Shortly after getting out of the hospital and getting NO information on the process or protocols of stroke rehabilitation and recovery I started searching on the internet and found that no other survivor received useful information. This is an attempt to cover all stroke rehabilitation information that should be readily available to survivors so they can talk with informed knowledge to their medical staff. It's quite disgusting that this information is not available from every stroke association and doctors group.
My back ground story is here:

Thursday, September 29, 2016

Reporting Standards for Preclinical Studies of Stroke Therapy

Our fucking failures of stroke associations should have noticed and corrected this problem with research decades ago.
Farhaan Vahidy, Wolf-Rüdiger Schäbitz, Marc Fisher and Jaroslaw Aronowski

The unmet need for development of new stroke therapies is enormous. Evidence generated from positive, null, or negative preclinical studies for various therapeutic agents is crucial to enhancing scientific progress. The scientific community shares a societal responsibility to practice and promote meticulous conduct and reporting of all experimental studies.
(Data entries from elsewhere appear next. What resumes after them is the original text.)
//! Convenience builder for request query strings.
//!
//! Values are rendered with `Display` and joined verbatim; nothing is
//! percent-encoded, so callers must pass values that are already safe to
//! place in a URL.

use std::fmt::Display;

/// Builder for assembling query parameter pairs.
#[derive(Debug, Default, Clone)]
pub struct QueryParams {
    pairs: Vec<(&'static str, String)>,
}

impl QueryParams {
    /// Create a new, empty builder.
    #[must_use]
    pub fn new() -> Self {
        Self { pairs: Vec::new() }
    }

    /// Append a required key/value pair.
    #[must_use]
    pub fn with<T>(mut self, key: &'static str, value: T) -> Self
    where
        T: Display,
    {
        self.push(key, value);
        self
    }

    /// Append a required key/value pair.
    pub fn push<T>(&mut self, key: &'static str, value: T)
    where
        T: Display,
    {
        self.pairs.push((key, value.to_string()));
    }

    /// Returns true if no parameters have been added.
    #[must_use]
    pub fn is_empty(&self) -> bool {
        self.pairs.is_empty()
    }

    /// Render as `k1=v1&k2=v2`, preserving insertion order.
    #[must_use]
    pub fn to_query_string(&self) -> String {
        self.pairs
            .iter()
            .map(|(key, value)| format!("{key}={value}"))
            .collect::<Vec<_>>()
            .join("&")
    }

    /// Append the query string to `path`, or return `path` unchanged when empty.
    #[must_use]
    pub fn append_to(&self, path: &str) -> String {
        if self.is_empty() {
            path.to_string()
        } else {
            format!("{path}?{}", self.to_query_string())
        }
    }
}
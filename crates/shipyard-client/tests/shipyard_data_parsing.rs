//! Integration tests for parsing Shipyard controller data.
//!
//! These tests validate that the shipyard-client models can deserialize
//! representative controller responses.

use chrono::{TimeZone, Utc};
use shipyard_client::models::{Account, AuthToken, Container, Engine, Event, Role};
use std::fs;
use std::path::PathBuf;

/// Get the path to the test fixtures directory.
fn fixtures_dir() -> PathBuf {
    PathBuf::from(env!("CARGO_MANIFEST_DIR"))
        .join("tests")
        .join("fixtures")
}

fn load_fixture(name: &str) -> String {
    let fixture_path = fixtures_dir().join(name);
    fs::read_to_string(&fixture_path).unwrap_or_else(|e| {
        panic!(
            "Failed to read fixture at {}: {}",
            fixture_path.display(),
            e
        )
    })
}

#[test]
fn test_deserialize_container_list() {
    let json_data = load_fixture("containers.json");
    let containers: Vec<Container> = serde_json::from_str(&json_data).unwrap_or_else(|e| {
        panic!(
            "Failed to deserialize container list: {}\nJSON: {}",
            e, json_data
        )
    });

    assert_eq!(containers.len(), 2, "Expected 2 containers in test data");

    let web = &containers[0];
    assert_eq!(web.id, "7d1f3c0a9b2e");
    assert_eq!(web.state.as_deref(), Some("running"));

    let image = web.image.as_ref().expect("container should carry its image");
    assert_eq!(image.name, "nginx:1.7");
    assert_eq!(image.container_name.as_deref(), Some("web-01"));
    assert_eq!(image.kind.as_deref(), Some("service"));
    assert_eq!(
        image.environment.get("NGINX_PORT").map(String::as_str),
        Some("80")
    );
    assert_eq!(image.bind_ports.len(), 1);
    assert_eq!(image.bind_ports[0].port, 8080);
    assert_eq!(image.bind_ports[0].container_port, 80);
    let policy = image.restart_policy.as_ref().unwrap();
    assert_eq!(policy.name, "on-failure");
    assert_eq!(policy.maximum_retry_count, 5);

    let engine = web.engine.as_ref().unwrap();
    assert_eq!(engine.addr, "tcp://10.0.1.10:2375");
    assert_eq!(engine.labels, vec!["env.prod", "ssd"]);

    let redis = &containers[1];
    assert!(redis.ports.is_empty());
    assert!(redis.image.as_ref().unwrap().publish);
}

#[test]
fn test_deserialize_engine_list() {
    let json_data = load_fixture("engines.json");
    let engines: Vec<Engine> = serde_json::from_str(&json_data).unwrap();

    assert_eq!(engines.len(), 2);
    assert_eq!(engines[0].engine.id, "node-a");
    assert_eq!(engines[0].docker_version.as_deref(), Some("1.3.2"));
    assert_eq!(engines[0].health.as_ref().unwrap().response_time, 2_817_000);

    assert_eq!(engines[1].health.as_ref().unwrap().status, "down");
    assert!(engines[1].engine.labels.is_empty());
    assert!(engines[1].docker_version.is_none());
}

#[test]
fn test_deserialize_event_list() {
    let json_data = load_fixture("events.json");
    let events: Vec<Event> = serde_json::from_str(&json_data).unwrap();

    assert_eq!(events.len(), 2);
    assert_eq!(events[0].kind, "start");
    assert_eq!(
        events[0].container.as_ref().map(|c| c.id.as_str()),
        Some("7d1f3c0a9b2e")
    );

    let add_engine = &events[1];
    assert_eq!(add_engine.kind, "add-engine");
    assert!(add_engine.container.is_none());
    assert_eq!(
        add_engine.time,
        Some(Utc.with_ymd_and_hms(2014, 12, 2, 17, 58, 43).unwrap())
    );
    assert_eq!(add_engine.tags, vec!["cluster"]);
}

#[test]
fn test_partial_records_fill_missing_fields() {
    let json_data = load_fixture("partial_records.json");
    let doc: serde_json::Value = serde_json::from_str(&json_data).unwrap();

    let events: Vec<Event> = serde_json::from_value(doc["events"].clone()).unwrap();
    assert_eq!(events.len(), 2);
    assert_eq!(events[0].kind, "start");
    assert_eq!(events[0].message, "x");
    assert!(events[0].time.is_none());
    assert!(events[1].kind.is_empty());
    assert!(events[1].time.is_some());
    let container = events[1].container.as_ref().unwrap();
    assert!(container.id.is_empty());
    assert_eq!(container.state.as_deref(), Some("stopped"));

    let role: Role = serde_json::from_value(doc["role"].clone()).unwrap();
    assert_eq!(role.id.as_deref(), Some("r1"));
    assert!(role.name.is_empty());

    let account: Account = serde_json::from_value(doc["account"].clone()).unwrap();
    assert_eq!(account.id.as_deref(), Some("acc-7"));
    assert!(account.username.is_empty());

    let token: AuthToken = serde_json::from_value(doc["auth_token"].clone()).unwrap();
    assert!(token.token.is_empty());
    assert!(token.user_agent.is_none());

    let container: Container = serde_json::from_value(doc["container"].clone()).unwrap();
    let image = container.image.unwrap();
    assert!(image.name.is_empty());
    assert!(image.publish);
}
//! Shipyard API records.
//!
//! These mirror the controller's JSON documents. The client never inspects
//! them beyond the identifiers it needs to build request paths.

use chrono::{DateTime, Utc};
use serde::{Deserialize, Serialize};
use std::collections::HashMap;

/// Port binding exposed by a container.
#[derive(Debug, Clone, Default, Serialize, Deserialize, PartialEq, Eq)]
pub struct Port {
    /// Protocol (`tcp` / `udp`).
    #[serde(default)]
    pub proto: String,
    /// Host port.
    #[serde(default)]
    pub port: u16,
    /// Host IP the port is bound to.
    #[serde(default, skip_serializing_if = "Option::is_none")]
    pub host_ip: Option<String>,
    /// Port inside the container.
    #[serde(default)]
    pub container_port: u16,
}

/// Restart policy applied by the engine.
#[derive(Debug, Clone, Default, Serialize, Deserialize, PartialEq, Eq)]
pub struct RestartPolicy {
    /// Policy name (`no`, `always`, `on-failure`).
    #[serde(default)]
    pub name: String,
    /// Retry limit for `on-failure`.
    #[serde(default)]
    pub maximum_retry_count: u32,
}

/// Image and runtime parameters used to run containers.
#[derive(Debug, Clone, Default, Serialize, Deserialize, PartialEq)]
pub struct Image {
    /// Image reference (e.g. `nginx:latest`).
    #[serde(default)]
    pub name: String,
    /// Name to give the created container.
    #[serde(default, skip_serializing_if = "Option::is_none")]
    pub container_name: Option<String>,
    /// CPU shares requested.
    #[serde(default, skip_serializing_if = "Option::is_none")]
    pub cpus: Option<f64>,
    /// Memory requested (MiB).
    #[serde(default, skip_serializing_if = "Option::is_none")]
    pub memory: Option<f64>,
    /// Entrypoint override.
    #[serde(default, skip_serializing_if = "Vec::is_empty")]
    pub entrypoint: Vec<String>,
    /// Environment variables.
    #[serde(default, skip_serializing_if = "HashMap::is_empty")]
    pub environment: HashMap<String, String>,
    /// Container hostname.
    #[serde(default, skip_serializing_if = "Option::is_none")]
    pub hostname: Option<String>,
    /// Container domain name.
    #[serde(default, skip_serializing_if = "Option::is_none")]
    pub domainname: Option<String>,
    /// Arguments passed to the entrypoint.
    #[serde(default, skip_serializing_if = "Vec::is_empty")]
    pub args: Vec<String>,
    /// Scheduling type (`service`, `batch`, `host`).
    #[serde(default, rename = "type", skip_serializing_if = "Option::is_none")]
    pub kind: Option<String>,
    /// Engine labels the container must be scheduled on.
    #[serde(default, skip_serializing_if = "Vec::is_empty")]
    pub labels: Vec<String>,
    /// Explicit port bindings.
    #[serde(default, skip_serializing_if = "Vec::is_empty")]
    pub bind_ports: Vec<Port>,
    /// Volume mounts.
    #[serde(default, skip_serializing_if = "Vec::is_empty")]
    pub volumes: Vec<String>,
    /// Container links (name to alias).
    #[serde(default, skip_serializing_if = "HashMap::is_empty")]
    pub links: HashMap<String, String>,
    /// Restart policy.
    #[serde(default, skip_serializing_if = "Option::is_none")]
    pub restart_policy: Option<RestartPolicy>,
    /// Publish all exposed ports.
    #[serde(default)]
    pub publish: bool,
    /// Docker network mode.
    #[serde(default, skip_serializing_if = "Option::is_none")]
    pub network_mode: Option<String>,
}

impl Image {
    /// Image with only a name set.
    #[must_use]
    pub fn named(name: impl Into<String>) -> Self {
        Self {
            name: name.into(),
            ..Self::default()
        }
    }
}

/// A Docker engine as seen by the scheduler.
#[derive(Debug, Clone, Default, Serialize, Deserialize, PartialEq)]
pub struct DockerEngine {
    /// Engine identifier.
    #[serde(default)]
    pub id: String,
    /// Docker API address (e.g. `tcp://10.0.0.5:2375`).
    #[serde(default)]
    pub addr: String,
    /// CPU capacity.
    #[serde(default)]
    pub cpus: f64,
    /// Memory capacity (MiB).
    #[serde(default)]
    pub memory: f64,
    /// Scheduling labels.
    #[serde(default, skip_serializing_if = "Vec::is_empty")]
    pub labels: Vec<String>,
}

/// A running or stopped container.
#[derive(Debug, Clone, Default, Serialize, Deserialize, PartialEq)]
pub struct Container {
    /// Container identifier.
    #[serde(default)]
    pub id: String,
    /// Image the container was started from.
    #[serde(default, skip_serializing_if = "Option::is_none")]
    pub image: Option<Image>,
    /// Engine hosting the container.
    #[serde(default, skip_serializing_if = "Option::is_none")]
    pub engine: Option<DockerEngine>,
    /// Runtime state (`running`, `stopped`).
    #[serde(default, skip_serializing_if = "Option::is_none")]
    pub state: Option<String>,
    /// Published ports.
    #[serde(default, skip_serializing_if = "Vec::is_empty")]
    pub ports: Vec<Port>,
}

/// Engine health as last probed by the controller.
#[derive(Debug, Clone, Default, Serialize, Deserialize, PartialEq, Eq)]
pub struct Health {
    /// Health status (`up` / `down`).
    #[serde(default)]
    pub status: String,
    /// Probe round-trip time (nanoseconds).
    #[serde(default)]
    pub response_time: i64,
}

/// An engine registered with the controller.
///
/// The Docker engine itself is nested under `engine`; its `id` is the one used
/// to address the registration.
#[derive(Debug, Clone, Default, Serialize, Deserialize, PartialEq)]
pub struct Engine {
    /// Registration identifier.
    #[serde(default)]
    pub id: String,
    /// The underlying Docker engine.
    #[serde(default)]
    pub engine: DockerEngine,
    /// Last health probe.
    #[serde(default, skip_serializing_if = "Option::is_none")]
    pub health: Option<Health>,
    /// Docker daemon version.
    #[serde(default, skip_serializing_if = "Option::is_none")]
    pub docker_version: Option<String>,
}

/// Aggregate cluster capacity.
#[derive(Debug, Clone, Default, Serialize, Deserialize, PartialEq)]
pub struct ClusterInfo {
    /// Total CPUs.
    #[serde(default)]
    pub cpus: f64,
    /// Total memory (MiB).
    #[serde(default)]
    pub memory: f64,
    /// Number of containers.
    #[serde(default)]
    pub container_count: u64,
    /// Number of engines.
    #[serde(default)]
    pub engine_count: u64,
    /// Number of images.
    #[serde(default)]
    pub image_count: u64,
    /// CPUs reserved by running containers.
    #[serde(default)]
    pub reserved_cpus: f64,
    /// Memory reserved by running containers (MiB).
    #[serde(default)]
    pub reserved_memory: f64,
}

/// Cluster activity record.
#[derive(Debug, Clone, Default, Serialize, Deserialize, PartialEq)]
pub struct Event {
    /// Event type (e.g. `start`, `die`, `add-engine`).
    #[serde(default, rename = "type")]
    pub kind: String,
    /// Container involved, if any.
    #[serde(default, skip_serializing_if = "Option::is_none")]
    pub container: Option<Container>,
    /// Engine involved, if any.
    #[serde(default, skip_serializing_if = "Option::is_none")]
    pub engine: Option<DockerEngine>,
    /// When the event happened.
    #[serde(default, skip_serializing_if = "Option::is_none")]
    pub time: Option<DateTime<Utc>>,
    /// Human-readable description.
    #[serde(default)]
    pub message: String,
    /// Free-form tags.
    #[serde(default, skip_serializing_if = "Vec::is_empty")]
    pub tags: Vec<String>,
}

/// Access role.
#[derive(Debug, Clone, Default, Serialize, Deserialize, PartialEq, Eq)]
pub struct Role {
    /// Role identifier.
    #[serde(default, skip_serializing_if = "Option::is_none")]
    pub id: Option<String>,
    /// Role name (e.g. `admin`, `user`).
    #[serde(default)]
    pub name: String,
}

/// User account.
#[derive(Debug, Clone, Default, Serialize, Deserialize, PartialEq, Eq)]
pub struct Account {
    /// Account identifier.
    #[serde(default, skip_serializing_if = "Option::is_none")]
    pub id: Option<String>,
    /// Login name.
    #[serde(default)]
    pub username: String,
    /// Only sent when creating an account.
    #[serde(default, skip_serializing_if = "Option::is_none")]
    pub password: Option<String>,
    /// Assigned role.
    #[serde(default, skip_serializing_if = "Option::is_none")]
    pub role: Option<Role>,
}

/// Token issued by a successful login.
#[derive(Debug, Clone, Default, Serialize, Deserialize, PartialEq, Eq)]
pub struct AuthToken {
    /// Token value, paired with the username in `X-Access-Token`.
    #[serde(default, rename = "auth_token")]
    pub token: String,
    /// User agent the token was issued to.
    #[serde(default, skip_serializing_if = "Option::is_none")]
    pub user_agent: Option<String>,
}

/// Credential for non-interactive callers.
#[derive(Debug, Clone, Default, Serialize, Deserialize, PartialEq, Eq)]
pub struct ServiceKey {
    /// Key value; empty until issued by the controller.
    #[serde(default, skip_serializing_if = "String::is_empty")]
    pub key: String,
    /// Free-form description.
    #[serde(default)]
    pub description: String,
}

impl ServiceKey {
    /// Unissued key carrying only a description.
    #[must_use]
    pub fn described(description: impl Into<String>) -> Self {
        Self {
            key: String::new(),
            description: description.into(),
        }
    }
}

/// Body of `POST /auth/login`.
#[derive(Debug, Clone, Serialize, Deserialize, PartialEq, Eq)]
pub struct LoginRequest {
    /// Login name.
    pub username: String,
    /// Plain-text password.
    pub password: String,
}

/// Body of `POST /account/changepassword`.
#[derive(Debug, Clone, Serialize, Deserialize, PartialEq, Eq)]
pub struct ChangePasswordRequest {
    /// New password.
    pub password: String,
}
A systematic survey conducted by the UK government–sponsored National Center for the Replacement, Refinement, and Reduction of Animals in Research (NC3Rs) reported that only 59% of biomedical animal studies stated the hypotheses and objectives, and ≤87% did not use randomization.1 This, in part, led to the development of the Animals in Research: Reporting In Vivo Experiments (ARRIVE) guidelines,2 modeled after the CONSORT (Consolidated Standards for Reporting …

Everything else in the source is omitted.